◆ Instructions for the task ◆
Hunt through the lines below for the string "tags" and copy each one that has it.
------------------------------------------------------------------------
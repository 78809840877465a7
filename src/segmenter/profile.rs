use encoding_rs::Encoding;
use regex::Regex;

use crate::error::ParserError;

/// Structural role of one script line.
///
/// The order of the variants mirrors the fixed evaluation order in
/// [`DialectProfile::classify`]; the same order is used by parse and
/// reconstruction passes.
#[derive(Debug, Clone, PartialEq, Eq)]
pub enum LineClass<'t> {
    Blank,
    Comment,
    Label,
    /// Speaker declaration; carries the captured speaker name.
    Speaker(&'t str),
    ControlOnly,
    Text,
}

/// Immutable bundle of pattern rules implementing one dialect.
///
/// Rules are pure functions of line content; all traversal state (current
/// speaker, unit counter) lives in the segmentation pass, never here, so one
/// profile can be shared across concurrent parses.
#[derive(Debug, Clone)]
pub struct DialectProfile {
    pub id: String,
    /// File extensions (lowercase, without dot) this dialect claims.
    pub extensions: Vec<String>,
    pub comment: Regex,
    pub label: Regex,
    /// Speaker-declaration patterns tried in declared priority order; the
    /// first match wins. Capture group 1 is the speaker name.
    pub speakers: Vec<Regex>,
    /// A line composed entirely of control tags, with no literal text.
    pub control_only: Regex,
    /// Optional pattern for inline control tags anchored at end of content;
    /// when present, matching suffixes are peeled off text payloads.
    pub trailing_tail: Option<Regex>,
    /// Legacy encoding to fall back to when strict UTF-8 decoding fails.
    pub fallback_encoding: &'static Encoding,
}

impl DialectProfile {
    /// Classify a line (terminator already removed).
    ///
    /// Evaluation order is fixed: blank, comment, label, speaker,
    /// control-only, otherwise text. Divergence between passes breaks the
    /// round-trip, so this is the only classification entry point.
    pub fn classify<'t>(&self, content: &'t str) -> LineClass<'t> {
        if content.trim().is_empty() {
            return LineClass::Blank;
        }
        if self.comment.is_match(content) {
            return LineClass::Comment;
        }
        if self.label.is_match(content) {
            return LineClass::Label;
        }
        for rule in &self.speakers {
            if let Some(captures) = rule.captures(content.trim()) {
                if let Some(name) = captures.get(1) {
                    return LineClass::Speaker(name.as_str());
                }
            }
        }
        if self.control_only.is_match(content) {
            return LineClass::ControlOnly;
        }
        LineClass::Text
    }

    /// Split a text line's content into `(body, trailing_tail)` according to
    /// the profile's trailing-tail rule. The tail, when present, is the
    /// exact suffix string removed.
    pub fn split_trailing_tail<'t>(&self, content: &'t str) -> (&'t str, Option<&'t str>) {
        let Some(rule) = &self.trailing_tail else {
            return (content, None);
        };
        match rule.find(content) {
            // WHY: never strip the entire line — a line of nothing but tags
            // is classified control-only before it gets here, but a profile
            // with mismatched rules must not produce empty payloads.
            Some(m) if m.end() == content.len() && m.start() > 0 => {
                (&content[..m.start()], Some(m.as_str()))
            }
            _ => (content, None),
        }
    }
}

/// Fallible constructor helper; pattern errors become registration failures
/// rather than panics.
pub(crate) fn compile_rule(profile_id: &str, pattern: &str) -> Result<Regex, ParserError> {
    Regex::new(pattern).map_err(|source| ParserError::InvalidProfile {
        id: profile_id.to_string(),
        source,
    })
}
------------------------------------------------------------------------
◆ Result for this task ◆
    /// A line composed entirely of control tags, with no literal text.
    /// Optional pattern for inline control tags anchored at end of content;
            // WHY: never strip the entire line — a line of nothing but tags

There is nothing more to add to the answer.